Jack Kemp's first career was that of a college and then professional football player. Even as Jack Kemp spent his time playing football, his political beliefs were being formed by such people as Barry Goldwater and Ayn Rand. After a thirteen year football career, Jack Kemp was elected to Congress in 1970.

Jack Kemp was an early advocate of tax cuts to stimulate economic growth and of the concept of enterprise zones to alleviate poverty and urban blight. Enterprise zones would be areas in which regulatory and tax burdens would be lifted in order to stimulate economic growth in blighted areas. It was an original, innovative alternative to the standard, government centric solution of bureaucratic programs and federal spending.

The election of President Reagan brought Jack Kemp into prominence as a driving force of the tax cuts that helped to break the back of stagflation, which had stymied economic growth and promoted inflation, that had blighted the country since the late 1960s.
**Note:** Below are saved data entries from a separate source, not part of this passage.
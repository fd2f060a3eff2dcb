//! Classify a bare interpreter path into a [`PythonEnvKind`].
//!
//! Checks run from the most specific manager to the most generic layout;
//! the first match wins.

use std::path::Path;

use pyscout_core::paths::{
    poetry_virtualenvs_dir, pyenv_versions_dir, windows_apps_dir, workon_home,
};
use pyscout_core::utils::is_parent_path;
use pyscout_core::{EnvSource, PythonEnvKind};

use crate::fs;
use crate::metadata;

const ACTIVATE_SCRIPTS: [&str; 4] = ["activate", "activate.sh", "activate.ps1", "activate.bat"];

pub async fn identify_environment(executable: &Path, env: &dyn EnvSource) -> PythonEnvKind {
    let env_dir = fs::env_dir_of(executable);

    if metadata::is_conda_prefix(&env_dir).await {
        return if is_conda_base(&env_dir).await {
            PythonEnvKind::CondaBase
        } else {
            PythonEnvKind::Conda
        };
    }
    if is_windows_store_interpreter(executable, env) {
        return PythonEnvKind::WindowsStore;
    }
    if pyenv_versions_dir(env).is_some_and(|dir| is_parent_path(executable, &dir)) {
        return PythonEnvKind::Pyenv;
    }

    let virtual_layout = is_virtual_layout(executable).await;
    if virtual_layout {
        if is_pipenv_environment(&env_dir).await {
            return PythonEnvKind::Pipenv;
        }
        if is_poetry_environment(&env_dir, env).await {
            return PythonEnvKind::Poetry;
        }
        if workon_home(env).is_some_and(|home| is_parent_path(&env_dir, &home) && env_dir != home) {
            return PythonEnvKind::VirtualEnvWrapper;
        }
        if metadata::find_pyvenv_cfg(executable).await.is_some() {
            return PythonEnvKind::Venv;
        }
        return PythonEnvKind::VirtualEnv;
    }

    if cfg!(target_os = "macos") && is_parent_path(executable, Path::new("/usr/bin")) {
        return PythonEnvKind::MacDefault;
    }
    PythonEnvKind::Unknown
}

/// A conda prefix is the base install when it also hosts `condabin` or the
/// `envs` directory of named environments.
pub async fn is_conda_base(prefix: &Path) -> bool {
    fs::is_dir(&prefix.join("condabin")).await || fs::is_dir(&prefix.join("envs")).await
}

pub fn is_windows_store_interpreter(executable: &Path, env: &dyn EnvSource) -> bool {
    if !cfg!(windows) {
        return false;
    }
    if windows_apps_dir(env).is_some_and(|dir| is_parent_path(executable, &dir)) {
        return true;
    }
    let lower = executable.to_string_lossy().to_lowercase();
    lower.contains("\\microsoft\\windowsapps\\") || lower.contains("\\program files\\windowsapps\\")
}

/// Whether the interpreter sits in a virtual environment: a `pyvenv.cfg`
/// governs it or an activation script lives next to it.
pub async fn is_virtual_layout(executable: &Path) -> bool {
    if metadata::find_pyvenv_cfg(executable).await.is_some() {
        return true;
    }
    let Some(dir) = executable.parent() else {
        return false;
    };
    for script in ACTIVATE_SCRIPTS {
        if fs::is_file(&dir.join(script)).await {
            return true;
        }
    }
    false
}

/// Pipenv records the project directory in a `.project` file inside
/// centrally stored environments; in-project environments are a `.venv`
/// beside the `Pipfile`.
async fn is_pipenv_environment(env_dir: &Path) -> bool {
    if let Some(project) = fs::read_to_string(&env_dir.join(".project")).await {
        let project = project.trim();
        if !project.is_empty() && fs::is_file(&Path::new(project).join("Pipfile")).await {
            return true;
        }
    }
    match in_project_root(env_dir) {
        Some(root) => fs::is_file(&root.join("Pipfile")).await,
        None => false,
    }
}

async fn is_poetry_environment(env_dir: &Path, env: &dyn EnvSource) -> bool {
    if poetry_virtualenvs_dir(env)
        .is_some_and(|dir| is_parent_path(env_dir, &dir) && env_dir != dir)
    {
        return true;
    }
    match in_project_root(env_dir) {
        Some(root) => metadata::read_poetry_project(root).await.is_some(),
        None => false,
    }
}

/// The project directory of an in-project `.venv`.
fn in_project_root(env_dir: &Path) -> Option<&Path> {
    let named_venv = env_dir.file_name().is_some_and(|n| n == ".venv");
    if named_venv { env_dir.parent() } else { None }
}

#[cfg(all(test, unix))]
mod tests {
    use super::*;
    use crate::metadata::PYVENV_CFG;
    use pyscout_core::StaticEnv;
    use std::path::PathBuf;

    fn touch(path: &Path) {
        std::fs::create_dir_all(path.parent().unwrap()).unwrap();
        std::fs::write(path, "").unwrap();
    }

    fn venv(dir: &Path) -> PathBuf {
        touch(&dir.join(PYVENV_CFG));
        let exe = dir.join("bin").join("python");
        touch(&exe);
        exe
    }

    #[tokio::test]
    async fn test_conda_and_conda_base() {
        let root = tempfile::tempdir().unwrap();
        let base = root.path().join("miniconda3");
        std::fs::create_dir_all(base.join("conda-meta")).unwrap();
        std::fs::create_dir_all(base.join("condabin")).unwrap();
        let base_exe = base.join("bin").join("python");
        touch(&base_exe);
        let named = base.join("envs").join("data");
        std::fs::create_dir_all(named.join("conda-meta")).unwrap();
        let named_exe = named.join("bin").join("python");
        touch(&named_exe);

        let env = StaticEnv::new();
        assert_eq!(identify_environment(&base_exe, &env).await, PythonEnvKind::CondaBase);
        assert_eq!(identify_environment(&named_exe, &env).await, PythonEnvKind::Conda);
    }

    #[tokio::test]
    async fn test_pyenv_before_venv() {
        let root = tempfile::tempdir().unwrap();
        let exe = venv(&root.path().join("versions").join("3.11.4"));
        let env = StaticEnv::new().with_var("PYENV_ROOT", root.path().to_string_lossy());
        assert_eq!(identify_environment(&exe, &env).await, PythonEnvKind::Pyenv);
    }

    #[tokio::test]
    async fn test_in_project_pipenv_and_poetry() {
        let root = tempfile::tempdir().unwrap();
        let pipenv_project = root.path().join("svc");
        touch(&pipenv_project.join("Pipfile"));
        let pipenv_exe = venv(&pipenv_project.join(".venv"));

        let poetry_project = root.path().join("lib");
        std::fs::create_dir_all(&poetry_project).unwrap();
        let pyproject = poetry_project.join("pyproject.toml");
        std::fs::write(pyproject, "[tool.poetry]\nname = \"lib\"\n").unwrap();
        let poetry_exe = venv(&poetry_project.join(".venv"));

        let env = StaticEnv::new();
        assert_eq!(identify_environment(&pipenv_exe, &env).await, PythonEnvKind::Pipenv);
        assert_eq!(identify_environment(&poetry_exe, &env).await, PythonEnvKind::Poetry);
    }

    #[tokio::test]
    async fn test_central_pipenv_project_file() {
        let root = tempfile::tempdir().unwrap();
        let project = root.path().join("app");
        touch(&project.join("Pipfile"));
        let env_dir = root.path().join("store").join("app-AbCd1234");
        let exe = venv(&env_dir);
        std::fs::write(env_dir.join(".project"), project.to_string_lossy().as_bytes()).unwrap();
        assert_eq!(identify_environment(&exe, &StaticEnv::new()).await, PythonEnvKind::Pipenv);
    }

    #[tokio::test]
    async fn test_wrapper_venv_virtualenv_and_unknown() {
        let root = tempfile::tempdir().unwrap();
        let workon = root.path().join("workon");
        let wrapped = venv(&workon.join("tools"));
        let plain = venv(&root.path().join("plain"));
        let legacy = root.path().join("legacy").join("bin").join("python");
        touch(&legacy);
        touch(&root.path().join("legacy").join("bin").join("activate"));
        let bare = root.path().join("usr").join("bin").join("python3");
        touch(&bare);

        let env = StaticEnv::new().with_var("WORKON_HOME", workon.to_string_lossy());
        assert_eq!(identify_environment(&wrapped, &env).await, PythonEnvKind::VirtualEnvWrapper);
        assert_eq!(identify_environment(&plain, &env).await, PythonEnvKind::Venv);
        assert_eq!(identify_environment(&legacy, &env).await, PythonEnvKind::VirtualEnv);
        assert_eq!(identify_environment(&bare, &env).await, PythonEnvKind::Unknown);
    }
}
The seven years between 1983 and 1990 were an unprecedented period of economic growth.

Jack Kemp was not the first American politician to realize that tax cuts could stimulate economic growth. President Kennedy championed tax cuts for that very purpose in the early 1960s. But Kemp, with the able assistance of President Reagan, helped to formulate the argument that low taxes were the best method to enable economic growth and to alleviate social ills such as poverty.

Jack Kemp ran for President in 1988 and lost to then Vice President George H. W. Bush. The first President Bush made Jack Kemp his Secretary of Housing and Urban Development with a mandate to try out some of his ideas of enterprise zones and encouraging home ownership by the poor. Unfortunately these issues were of low priority in the Bush the Elder administration, though Kemp was able to clean up the Department of HUD after scandals had afflicted it during the Reagan administration.

After his stint as Secretary of HUD, Jack Kemp went into private policy advocacy, forming Empower America to promote his ideas of using the government to empower people rather than expensive programs to alleviate poverty.

Jack Kemp ran for Vice President as Bob Dole's running mate in 1996. Kemp was also an early proponent of a flat tax. Kemp advised John McCain on fiscal matters during the 2008 campaign.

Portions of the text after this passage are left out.